BEGIN

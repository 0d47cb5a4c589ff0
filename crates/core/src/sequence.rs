//! Image-sequence descriptors reported by the backend scanner.

use serde::{Deserialize, Serialize};

use crate::error::CoreError;
use crate::types::FrameNumber;

/// One detected image sequence.
///
/// Only the first descriptor of a scan is acted upon; see
/// [`first_sequence`].
#[derive(Debug, Clone, PartialEq, Serialize, Deserialize)]
pub struct SequenceDescriptor {
    /// printf-style filename pattern, e.g. `shotA.%04d.exr`.
    pub pattern: String,
    /// Filename stem before the frame number, e.g. `shotA.`.
    pub head: String,
    /// Filename remainder after the frame number, e.g. `.exr`.
    #[serde(default)]
    pub tail: String,
    #[serde(default)]
    pub padding: u32,
    #[serde(rename = "start")]
    pub start_frame: FrameNumber,
    #[serde(rename = "end")]
    pub end_frame: FrameNumber,
    /// Number of frames actually present (may be less than the range).
    #[serde(default)]
    pub count: u64,
    #[serde(rename = "range_string")]
    pub range_label: String,
}

impl SequenceDescriptor {
    /// Check the `start_frame <= end_frame` invariant.
    pub fn check(&self) -> Result<(), CoreError> {
        if self.start_frame > self.end_frame {
            return Err(CoreError::Decode(format!(
                "sequence {} has start frame {} after end frame {}",
                self.pattern, self.start_frame, self.end_frame
            )));
        }
        Ok(())
    }

    /// Filename stem for the output movie: the head minus one trailing
    /// `.` or `_` separator.
    pub fn output_stem(&self) -> &str {
        self.head
            .strip_suffix('.')
            .or_else(|| self.head.strip_suffix('_'))
            .unwrap_or(&self.head)
    }
}

/// Pick the authoritative descriptor out of a scan result.
///
/// The first descriptor wins; an empty list means no sequence was found.
pub fn first_sequence(
    mut sequences: Vec<SequenceDescriptor>,
) -> Result<Option<SequenceDescriptor>, CoreError> {
    if sequences.is_empty() {
        return Ok(None);
    }
    let first = sequences.swap_remove(0);
    first.check()?;
    Ok(Some(first))
}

END

What is required: In this listing, how many lines contain "after"? Give the number without explanation.

Response below: 2